→ Exercise
Look through the entries below and extract exactly the lines from the one containing "same work unit." through the one containing "PollOutcome::Reload => return", ends included.

→ Given entries

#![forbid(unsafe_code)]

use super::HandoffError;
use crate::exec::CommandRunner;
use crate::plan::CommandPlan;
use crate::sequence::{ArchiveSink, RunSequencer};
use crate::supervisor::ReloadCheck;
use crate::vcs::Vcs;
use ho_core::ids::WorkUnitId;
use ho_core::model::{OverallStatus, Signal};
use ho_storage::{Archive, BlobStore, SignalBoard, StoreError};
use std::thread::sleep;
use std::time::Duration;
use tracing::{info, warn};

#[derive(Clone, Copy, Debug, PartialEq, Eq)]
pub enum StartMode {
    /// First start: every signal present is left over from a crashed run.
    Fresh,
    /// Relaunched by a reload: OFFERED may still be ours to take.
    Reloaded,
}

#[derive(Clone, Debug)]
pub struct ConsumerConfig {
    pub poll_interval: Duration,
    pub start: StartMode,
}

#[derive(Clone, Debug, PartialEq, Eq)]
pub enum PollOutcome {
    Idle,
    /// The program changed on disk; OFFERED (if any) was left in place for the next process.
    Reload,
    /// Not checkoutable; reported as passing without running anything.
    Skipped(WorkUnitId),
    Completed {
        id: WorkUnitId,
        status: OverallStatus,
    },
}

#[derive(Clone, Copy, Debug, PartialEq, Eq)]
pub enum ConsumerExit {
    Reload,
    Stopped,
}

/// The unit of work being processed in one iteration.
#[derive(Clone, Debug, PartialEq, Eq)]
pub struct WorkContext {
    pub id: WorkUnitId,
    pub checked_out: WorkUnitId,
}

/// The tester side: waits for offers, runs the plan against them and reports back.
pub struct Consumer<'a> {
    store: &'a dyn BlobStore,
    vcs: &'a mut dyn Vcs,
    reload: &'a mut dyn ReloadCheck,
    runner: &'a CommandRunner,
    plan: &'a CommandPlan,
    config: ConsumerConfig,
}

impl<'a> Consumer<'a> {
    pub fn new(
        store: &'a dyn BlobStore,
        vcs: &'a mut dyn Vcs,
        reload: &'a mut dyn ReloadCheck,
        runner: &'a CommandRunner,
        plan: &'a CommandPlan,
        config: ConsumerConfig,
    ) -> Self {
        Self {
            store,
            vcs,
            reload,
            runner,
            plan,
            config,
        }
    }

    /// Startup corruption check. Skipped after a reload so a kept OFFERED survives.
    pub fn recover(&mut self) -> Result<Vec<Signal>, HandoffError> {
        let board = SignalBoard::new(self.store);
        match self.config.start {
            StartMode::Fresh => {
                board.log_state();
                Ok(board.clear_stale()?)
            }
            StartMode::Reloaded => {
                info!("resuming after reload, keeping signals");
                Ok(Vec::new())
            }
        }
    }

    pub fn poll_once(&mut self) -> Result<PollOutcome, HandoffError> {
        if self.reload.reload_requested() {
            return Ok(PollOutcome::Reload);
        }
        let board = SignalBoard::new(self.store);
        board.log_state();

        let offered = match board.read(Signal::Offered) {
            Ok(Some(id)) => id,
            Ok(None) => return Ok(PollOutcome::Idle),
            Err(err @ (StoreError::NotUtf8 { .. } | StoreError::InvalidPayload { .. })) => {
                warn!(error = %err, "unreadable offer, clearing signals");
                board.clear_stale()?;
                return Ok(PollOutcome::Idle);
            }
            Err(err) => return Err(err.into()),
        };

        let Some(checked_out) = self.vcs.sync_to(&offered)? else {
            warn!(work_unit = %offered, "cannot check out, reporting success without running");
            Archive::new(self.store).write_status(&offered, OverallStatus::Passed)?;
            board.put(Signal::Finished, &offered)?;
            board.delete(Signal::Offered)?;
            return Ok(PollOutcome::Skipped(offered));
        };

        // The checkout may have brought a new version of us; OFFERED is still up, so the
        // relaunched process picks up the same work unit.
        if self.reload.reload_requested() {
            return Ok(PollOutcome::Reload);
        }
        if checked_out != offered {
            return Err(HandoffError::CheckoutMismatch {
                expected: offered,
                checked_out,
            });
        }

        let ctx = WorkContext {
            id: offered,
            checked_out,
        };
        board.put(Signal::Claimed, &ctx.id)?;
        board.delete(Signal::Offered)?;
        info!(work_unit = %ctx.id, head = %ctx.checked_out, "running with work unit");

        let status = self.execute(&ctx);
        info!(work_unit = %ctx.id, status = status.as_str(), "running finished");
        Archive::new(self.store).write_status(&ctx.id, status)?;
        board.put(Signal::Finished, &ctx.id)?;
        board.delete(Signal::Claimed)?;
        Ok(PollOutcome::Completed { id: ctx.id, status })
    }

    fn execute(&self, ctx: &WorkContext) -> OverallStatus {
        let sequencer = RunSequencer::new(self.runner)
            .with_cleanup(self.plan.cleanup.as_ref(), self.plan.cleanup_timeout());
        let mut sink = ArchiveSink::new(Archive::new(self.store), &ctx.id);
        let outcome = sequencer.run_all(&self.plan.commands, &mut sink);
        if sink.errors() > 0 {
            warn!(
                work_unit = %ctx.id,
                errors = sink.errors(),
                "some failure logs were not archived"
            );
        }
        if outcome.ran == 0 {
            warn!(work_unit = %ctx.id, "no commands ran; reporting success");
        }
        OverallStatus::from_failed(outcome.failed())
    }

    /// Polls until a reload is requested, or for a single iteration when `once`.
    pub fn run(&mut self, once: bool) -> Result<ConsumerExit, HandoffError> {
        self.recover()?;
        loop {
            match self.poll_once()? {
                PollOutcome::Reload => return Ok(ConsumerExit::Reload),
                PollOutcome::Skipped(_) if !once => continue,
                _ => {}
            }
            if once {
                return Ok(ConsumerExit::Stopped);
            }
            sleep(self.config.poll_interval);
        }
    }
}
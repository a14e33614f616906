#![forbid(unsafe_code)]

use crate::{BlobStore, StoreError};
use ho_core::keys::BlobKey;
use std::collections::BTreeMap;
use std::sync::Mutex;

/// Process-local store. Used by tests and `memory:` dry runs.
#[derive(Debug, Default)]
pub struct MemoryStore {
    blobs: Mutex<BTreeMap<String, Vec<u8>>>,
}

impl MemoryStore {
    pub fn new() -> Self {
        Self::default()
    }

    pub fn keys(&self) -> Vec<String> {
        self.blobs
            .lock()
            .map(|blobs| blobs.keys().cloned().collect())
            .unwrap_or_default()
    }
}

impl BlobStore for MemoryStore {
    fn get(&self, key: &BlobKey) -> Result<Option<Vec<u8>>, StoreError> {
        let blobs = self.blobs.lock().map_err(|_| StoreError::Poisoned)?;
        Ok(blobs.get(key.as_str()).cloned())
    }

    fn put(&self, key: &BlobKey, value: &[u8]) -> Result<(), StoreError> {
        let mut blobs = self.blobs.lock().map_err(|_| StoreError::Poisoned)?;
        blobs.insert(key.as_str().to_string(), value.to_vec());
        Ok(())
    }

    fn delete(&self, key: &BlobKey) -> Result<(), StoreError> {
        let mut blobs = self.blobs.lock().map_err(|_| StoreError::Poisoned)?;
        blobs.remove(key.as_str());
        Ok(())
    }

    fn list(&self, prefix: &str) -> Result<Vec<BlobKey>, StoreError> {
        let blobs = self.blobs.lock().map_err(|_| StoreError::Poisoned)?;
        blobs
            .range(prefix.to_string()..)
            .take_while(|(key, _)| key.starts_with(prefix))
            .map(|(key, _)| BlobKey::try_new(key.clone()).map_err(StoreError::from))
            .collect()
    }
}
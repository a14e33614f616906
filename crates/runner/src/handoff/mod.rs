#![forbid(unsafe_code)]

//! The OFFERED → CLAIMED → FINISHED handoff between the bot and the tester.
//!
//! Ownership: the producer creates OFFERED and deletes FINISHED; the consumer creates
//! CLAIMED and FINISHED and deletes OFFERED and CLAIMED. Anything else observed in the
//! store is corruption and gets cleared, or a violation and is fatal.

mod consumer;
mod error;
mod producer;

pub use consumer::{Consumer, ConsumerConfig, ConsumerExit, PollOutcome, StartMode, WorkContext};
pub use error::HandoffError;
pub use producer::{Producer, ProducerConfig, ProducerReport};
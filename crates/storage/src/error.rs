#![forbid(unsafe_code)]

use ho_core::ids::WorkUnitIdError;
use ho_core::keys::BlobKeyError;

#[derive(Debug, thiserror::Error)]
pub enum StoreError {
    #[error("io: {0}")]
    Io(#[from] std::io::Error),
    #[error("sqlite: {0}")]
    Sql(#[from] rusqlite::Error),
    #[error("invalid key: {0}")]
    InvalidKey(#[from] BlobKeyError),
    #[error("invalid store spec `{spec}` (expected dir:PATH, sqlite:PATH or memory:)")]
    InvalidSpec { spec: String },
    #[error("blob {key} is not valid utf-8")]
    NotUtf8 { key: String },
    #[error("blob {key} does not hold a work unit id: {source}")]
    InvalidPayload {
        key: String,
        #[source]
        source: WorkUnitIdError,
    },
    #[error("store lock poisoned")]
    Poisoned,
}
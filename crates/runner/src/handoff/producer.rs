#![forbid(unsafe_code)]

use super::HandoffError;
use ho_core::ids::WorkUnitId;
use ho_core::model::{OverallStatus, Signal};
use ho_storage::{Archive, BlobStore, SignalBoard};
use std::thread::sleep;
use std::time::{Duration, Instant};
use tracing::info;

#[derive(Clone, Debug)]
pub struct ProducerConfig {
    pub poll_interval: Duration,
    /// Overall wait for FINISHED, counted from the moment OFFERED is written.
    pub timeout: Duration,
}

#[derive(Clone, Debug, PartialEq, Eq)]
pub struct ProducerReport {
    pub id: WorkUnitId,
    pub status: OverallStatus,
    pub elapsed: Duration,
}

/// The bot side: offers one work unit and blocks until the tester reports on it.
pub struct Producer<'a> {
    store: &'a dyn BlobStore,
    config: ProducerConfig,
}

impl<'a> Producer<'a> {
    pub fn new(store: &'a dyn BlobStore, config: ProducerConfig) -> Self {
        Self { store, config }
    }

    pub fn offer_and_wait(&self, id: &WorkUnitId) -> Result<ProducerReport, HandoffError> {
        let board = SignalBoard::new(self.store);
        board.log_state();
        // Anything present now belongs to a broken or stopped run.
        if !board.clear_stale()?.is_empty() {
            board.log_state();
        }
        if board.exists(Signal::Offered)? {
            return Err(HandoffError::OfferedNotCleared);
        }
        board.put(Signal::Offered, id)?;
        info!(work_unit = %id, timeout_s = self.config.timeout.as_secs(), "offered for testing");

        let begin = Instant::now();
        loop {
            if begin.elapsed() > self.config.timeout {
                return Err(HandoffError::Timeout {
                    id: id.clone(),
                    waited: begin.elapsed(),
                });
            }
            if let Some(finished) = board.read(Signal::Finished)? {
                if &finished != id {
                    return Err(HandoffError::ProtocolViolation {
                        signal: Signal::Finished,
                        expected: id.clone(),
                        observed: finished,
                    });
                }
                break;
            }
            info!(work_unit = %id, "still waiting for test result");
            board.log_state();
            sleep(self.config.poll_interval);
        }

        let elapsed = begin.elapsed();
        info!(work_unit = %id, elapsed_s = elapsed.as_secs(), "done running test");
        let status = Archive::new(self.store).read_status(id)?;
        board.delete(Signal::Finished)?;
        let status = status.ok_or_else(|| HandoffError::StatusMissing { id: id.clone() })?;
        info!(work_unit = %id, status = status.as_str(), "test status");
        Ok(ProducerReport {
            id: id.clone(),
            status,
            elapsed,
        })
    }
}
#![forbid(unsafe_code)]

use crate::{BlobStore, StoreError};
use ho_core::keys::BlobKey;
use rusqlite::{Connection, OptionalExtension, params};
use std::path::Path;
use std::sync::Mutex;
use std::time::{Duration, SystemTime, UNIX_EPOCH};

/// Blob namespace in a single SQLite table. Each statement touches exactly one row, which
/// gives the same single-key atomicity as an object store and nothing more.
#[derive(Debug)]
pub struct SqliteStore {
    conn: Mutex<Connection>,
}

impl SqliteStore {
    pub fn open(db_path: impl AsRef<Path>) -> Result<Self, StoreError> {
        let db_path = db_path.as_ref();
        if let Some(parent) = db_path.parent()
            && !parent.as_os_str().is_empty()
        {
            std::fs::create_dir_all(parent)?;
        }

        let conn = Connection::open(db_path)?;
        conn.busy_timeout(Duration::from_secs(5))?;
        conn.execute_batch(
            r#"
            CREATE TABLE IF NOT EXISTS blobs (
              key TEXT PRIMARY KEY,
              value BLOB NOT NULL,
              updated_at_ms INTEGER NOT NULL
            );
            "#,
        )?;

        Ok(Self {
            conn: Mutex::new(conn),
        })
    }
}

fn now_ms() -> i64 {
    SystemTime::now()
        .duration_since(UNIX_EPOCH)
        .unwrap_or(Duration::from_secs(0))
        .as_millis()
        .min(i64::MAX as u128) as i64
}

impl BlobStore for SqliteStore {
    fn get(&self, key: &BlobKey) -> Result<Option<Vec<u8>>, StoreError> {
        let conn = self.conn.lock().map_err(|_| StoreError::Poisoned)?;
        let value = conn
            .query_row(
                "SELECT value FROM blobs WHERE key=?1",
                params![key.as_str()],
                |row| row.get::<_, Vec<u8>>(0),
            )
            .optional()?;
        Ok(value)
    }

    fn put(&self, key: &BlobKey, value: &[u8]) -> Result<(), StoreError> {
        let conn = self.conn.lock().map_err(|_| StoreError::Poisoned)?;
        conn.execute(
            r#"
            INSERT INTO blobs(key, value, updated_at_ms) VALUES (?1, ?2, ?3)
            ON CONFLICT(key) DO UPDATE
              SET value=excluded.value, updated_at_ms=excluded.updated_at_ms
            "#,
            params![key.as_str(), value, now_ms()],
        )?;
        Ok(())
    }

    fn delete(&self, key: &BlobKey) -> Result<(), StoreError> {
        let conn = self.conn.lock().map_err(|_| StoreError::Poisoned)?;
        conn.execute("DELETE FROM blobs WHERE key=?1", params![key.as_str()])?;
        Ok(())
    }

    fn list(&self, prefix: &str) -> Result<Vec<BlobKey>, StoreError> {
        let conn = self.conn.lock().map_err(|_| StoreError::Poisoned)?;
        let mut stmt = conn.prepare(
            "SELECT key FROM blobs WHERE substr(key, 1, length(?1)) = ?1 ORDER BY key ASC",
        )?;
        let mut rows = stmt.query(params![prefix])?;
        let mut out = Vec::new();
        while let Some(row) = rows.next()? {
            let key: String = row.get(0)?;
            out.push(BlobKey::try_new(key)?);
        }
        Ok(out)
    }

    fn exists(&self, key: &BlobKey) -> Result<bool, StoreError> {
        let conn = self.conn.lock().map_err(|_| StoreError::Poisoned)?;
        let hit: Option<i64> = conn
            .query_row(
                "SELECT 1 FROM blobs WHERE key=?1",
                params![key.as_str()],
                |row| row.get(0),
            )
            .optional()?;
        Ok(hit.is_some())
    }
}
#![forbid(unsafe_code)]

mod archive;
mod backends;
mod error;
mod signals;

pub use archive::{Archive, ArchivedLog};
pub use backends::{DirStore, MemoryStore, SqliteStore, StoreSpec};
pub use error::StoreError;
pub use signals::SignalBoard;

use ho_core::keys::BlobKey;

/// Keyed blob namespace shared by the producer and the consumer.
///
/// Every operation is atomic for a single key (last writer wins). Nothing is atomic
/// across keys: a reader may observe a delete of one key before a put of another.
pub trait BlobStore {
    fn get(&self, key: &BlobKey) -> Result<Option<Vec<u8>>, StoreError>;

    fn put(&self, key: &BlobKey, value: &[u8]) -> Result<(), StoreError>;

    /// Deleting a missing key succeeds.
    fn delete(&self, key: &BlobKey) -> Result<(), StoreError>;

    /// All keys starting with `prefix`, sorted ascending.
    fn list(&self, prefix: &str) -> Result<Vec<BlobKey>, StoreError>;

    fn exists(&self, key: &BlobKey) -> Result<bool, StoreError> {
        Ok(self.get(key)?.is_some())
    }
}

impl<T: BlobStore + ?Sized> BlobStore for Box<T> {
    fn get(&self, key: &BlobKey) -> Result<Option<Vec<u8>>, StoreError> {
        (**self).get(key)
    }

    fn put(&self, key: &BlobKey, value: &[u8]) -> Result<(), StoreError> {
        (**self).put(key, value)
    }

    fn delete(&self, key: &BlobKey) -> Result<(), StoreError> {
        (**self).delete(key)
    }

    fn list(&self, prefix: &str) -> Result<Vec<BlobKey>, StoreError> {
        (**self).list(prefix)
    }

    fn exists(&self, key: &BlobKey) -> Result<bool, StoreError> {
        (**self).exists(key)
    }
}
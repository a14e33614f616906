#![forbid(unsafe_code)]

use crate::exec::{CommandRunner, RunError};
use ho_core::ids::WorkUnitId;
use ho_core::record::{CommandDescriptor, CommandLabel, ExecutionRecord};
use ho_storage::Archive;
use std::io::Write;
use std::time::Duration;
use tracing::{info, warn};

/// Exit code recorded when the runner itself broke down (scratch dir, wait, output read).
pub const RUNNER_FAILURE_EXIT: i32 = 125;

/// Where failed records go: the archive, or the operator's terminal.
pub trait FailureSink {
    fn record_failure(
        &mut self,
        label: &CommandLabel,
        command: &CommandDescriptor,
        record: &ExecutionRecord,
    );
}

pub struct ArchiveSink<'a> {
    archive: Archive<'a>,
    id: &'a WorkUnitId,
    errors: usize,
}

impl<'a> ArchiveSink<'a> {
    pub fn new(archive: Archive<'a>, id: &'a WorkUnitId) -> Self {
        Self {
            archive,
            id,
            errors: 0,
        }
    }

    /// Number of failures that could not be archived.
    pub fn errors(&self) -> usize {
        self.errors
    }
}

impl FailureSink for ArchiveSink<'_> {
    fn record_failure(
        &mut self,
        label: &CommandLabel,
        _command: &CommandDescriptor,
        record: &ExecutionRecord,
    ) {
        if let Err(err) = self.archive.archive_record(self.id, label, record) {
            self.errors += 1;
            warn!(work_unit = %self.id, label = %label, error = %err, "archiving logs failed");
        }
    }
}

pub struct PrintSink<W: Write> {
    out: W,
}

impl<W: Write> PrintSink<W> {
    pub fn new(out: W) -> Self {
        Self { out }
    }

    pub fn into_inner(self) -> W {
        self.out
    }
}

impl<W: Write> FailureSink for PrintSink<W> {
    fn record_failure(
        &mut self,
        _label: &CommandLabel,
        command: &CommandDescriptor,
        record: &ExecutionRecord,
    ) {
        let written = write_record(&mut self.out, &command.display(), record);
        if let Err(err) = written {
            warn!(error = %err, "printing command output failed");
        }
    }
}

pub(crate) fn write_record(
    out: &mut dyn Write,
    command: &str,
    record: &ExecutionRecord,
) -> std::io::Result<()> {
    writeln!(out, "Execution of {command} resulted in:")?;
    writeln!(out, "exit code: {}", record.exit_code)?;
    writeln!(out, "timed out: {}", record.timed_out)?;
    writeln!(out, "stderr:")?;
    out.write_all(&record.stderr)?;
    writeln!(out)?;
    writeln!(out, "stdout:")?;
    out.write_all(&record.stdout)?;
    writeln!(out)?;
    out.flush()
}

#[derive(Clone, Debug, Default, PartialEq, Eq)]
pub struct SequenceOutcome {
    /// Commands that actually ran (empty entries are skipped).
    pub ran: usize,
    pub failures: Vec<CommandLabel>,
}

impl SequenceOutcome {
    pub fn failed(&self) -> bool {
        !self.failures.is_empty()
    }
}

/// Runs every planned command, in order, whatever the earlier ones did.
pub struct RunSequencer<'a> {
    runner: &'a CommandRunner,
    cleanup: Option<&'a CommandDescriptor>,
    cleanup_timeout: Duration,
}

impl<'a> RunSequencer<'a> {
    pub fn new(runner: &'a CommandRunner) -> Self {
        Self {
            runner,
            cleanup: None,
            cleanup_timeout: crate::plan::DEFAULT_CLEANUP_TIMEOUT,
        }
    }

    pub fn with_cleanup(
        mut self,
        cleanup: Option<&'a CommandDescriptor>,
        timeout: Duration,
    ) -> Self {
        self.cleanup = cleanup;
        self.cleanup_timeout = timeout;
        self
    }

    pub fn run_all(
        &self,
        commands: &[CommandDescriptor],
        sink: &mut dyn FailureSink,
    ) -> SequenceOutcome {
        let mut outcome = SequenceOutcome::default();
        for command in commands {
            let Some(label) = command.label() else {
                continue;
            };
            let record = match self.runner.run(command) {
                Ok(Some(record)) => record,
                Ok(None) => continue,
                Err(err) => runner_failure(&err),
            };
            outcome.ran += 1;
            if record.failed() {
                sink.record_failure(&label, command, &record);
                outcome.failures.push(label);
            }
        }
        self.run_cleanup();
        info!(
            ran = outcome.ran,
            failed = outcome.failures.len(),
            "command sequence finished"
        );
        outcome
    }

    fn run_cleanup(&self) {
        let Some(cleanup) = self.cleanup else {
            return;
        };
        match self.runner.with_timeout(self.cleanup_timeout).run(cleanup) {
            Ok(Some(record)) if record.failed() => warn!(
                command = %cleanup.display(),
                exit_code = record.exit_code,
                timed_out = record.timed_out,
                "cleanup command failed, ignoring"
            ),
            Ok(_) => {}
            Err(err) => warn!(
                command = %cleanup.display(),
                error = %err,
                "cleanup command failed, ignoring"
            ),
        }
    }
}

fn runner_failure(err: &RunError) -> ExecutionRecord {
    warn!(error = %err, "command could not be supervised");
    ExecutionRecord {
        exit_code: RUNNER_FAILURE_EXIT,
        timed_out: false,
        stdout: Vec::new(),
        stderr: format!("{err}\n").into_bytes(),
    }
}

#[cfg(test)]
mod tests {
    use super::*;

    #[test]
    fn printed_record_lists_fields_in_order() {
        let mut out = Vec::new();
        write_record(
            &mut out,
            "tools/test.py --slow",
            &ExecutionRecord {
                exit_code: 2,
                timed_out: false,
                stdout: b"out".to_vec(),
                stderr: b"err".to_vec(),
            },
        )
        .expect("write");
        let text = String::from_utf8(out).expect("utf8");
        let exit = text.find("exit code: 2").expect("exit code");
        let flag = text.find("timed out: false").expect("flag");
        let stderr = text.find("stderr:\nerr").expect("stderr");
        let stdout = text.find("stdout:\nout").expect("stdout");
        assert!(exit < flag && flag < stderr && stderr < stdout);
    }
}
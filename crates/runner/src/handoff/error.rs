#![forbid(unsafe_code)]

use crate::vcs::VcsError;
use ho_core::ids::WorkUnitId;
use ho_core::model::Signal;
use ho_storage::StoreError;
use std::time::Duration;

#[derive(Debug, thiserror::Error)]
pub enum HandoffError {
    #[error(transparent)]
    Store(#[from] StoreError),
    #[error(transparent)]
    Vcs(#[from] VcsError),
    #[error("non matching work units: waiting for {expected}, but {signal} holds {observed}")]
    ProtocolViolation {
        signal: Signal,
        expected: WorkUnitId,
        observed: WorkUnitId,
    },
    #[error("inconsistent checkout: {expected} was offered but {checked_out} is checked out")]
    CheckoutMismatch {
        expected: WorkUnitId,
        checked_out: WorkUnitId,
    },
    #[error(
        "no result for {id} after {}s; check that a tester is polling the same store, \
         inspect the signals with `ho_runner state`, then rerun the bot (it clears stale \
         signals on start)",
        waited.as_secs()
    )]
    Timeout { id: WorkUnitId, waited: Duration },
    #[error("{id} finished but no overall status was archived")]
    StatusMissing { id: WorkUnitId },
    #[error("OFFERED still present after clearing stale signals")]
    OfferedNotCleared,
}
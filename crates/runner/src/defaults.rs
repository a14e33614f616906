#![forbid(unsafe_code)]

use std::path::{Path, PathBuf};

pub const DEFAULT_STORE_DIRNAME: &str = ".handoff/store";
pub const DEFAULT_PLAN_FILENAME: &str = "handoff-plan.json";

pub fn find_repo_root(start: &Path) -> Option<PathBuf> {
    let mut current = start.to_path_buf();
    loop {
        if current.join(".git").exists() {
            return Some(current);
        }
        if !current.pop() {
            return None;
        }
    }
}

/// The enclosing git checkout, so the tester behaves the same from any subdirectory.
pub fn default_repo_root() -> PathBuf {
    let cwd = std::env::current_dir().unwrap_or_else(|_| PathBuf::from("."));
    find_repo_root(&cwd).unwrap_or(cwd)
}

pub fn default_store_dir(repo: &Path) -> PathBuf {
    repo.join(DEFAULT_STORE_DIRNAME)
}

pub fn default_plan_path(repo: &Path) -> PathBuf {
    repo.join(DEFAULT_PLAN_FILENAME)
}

→ Exercise result
        // relaunched process picks up the same work unit.
        if self.reload.reload_requested() {
            return Ok(PollOutcome::Reload);
        }
        if checked_out != offered {
            return Err(HandoffError::CheckoutMismatch {
                expected: offered,
                checked_out,
            });
        }

        let ctx = WorkContext {
            id: offered,
            checked_out,
        };
        board.put(Signal::Claimed, &ctx.id)?;
        board.delete(Signal::Offered)?;
        info!(work_unit = %ctx.id, head = %ctx.checked_out, "running with work unit");

        let status = self.execute(&ctx);
        info!(work_unit = %ctx.id, status = status.as_str(), "running finished");
        Archive::new(self.store).write_status(&ctx.id, status)?;
        board.put(Signal::Finished, &ctx.id)?;
        board.delete(Signal::Claimed)?;
        Ok(PollOutcome::Completed { id: ctx.id, status })
    }

    fn execute(&self, ctx: &WorkContext) -> OverallStatus {
        let sequencer = RunSequencer::new(self.runner)
            .with_cleanup(self.plan.cleanup.as_ref(), self.plan.cleanup_timeout());
        let mut sink = ArchiveSink::new(Archive::new(self.store), &ctx.id);
        let outcome = sequencer.run_all(&self.plan.commands, &mut sink);
        if sink.errors() > 0 {
            warn!(
                work_unit = %ctx.id,
                errors = sink.errors(),
                "some failure logs were not archived"
            );
        }
        if outcome.ran == 0 {
            warn!(work_unit = %ctx.id, "no commands ran; reporting success");
        }
        OverallStatus::from_failed(outcome.failed())
    }

    /// Polls until a reload is requested, or for a single iteration when `once`.
    pub fn run(&mut self, once: bool) -> Result<ConsumerExit, HandoffError> {
        self.recover()?;
        loop {
            match self.poll_once()? {
                PollOutcome::Reload => return Ok(ConsumerExit::Reload),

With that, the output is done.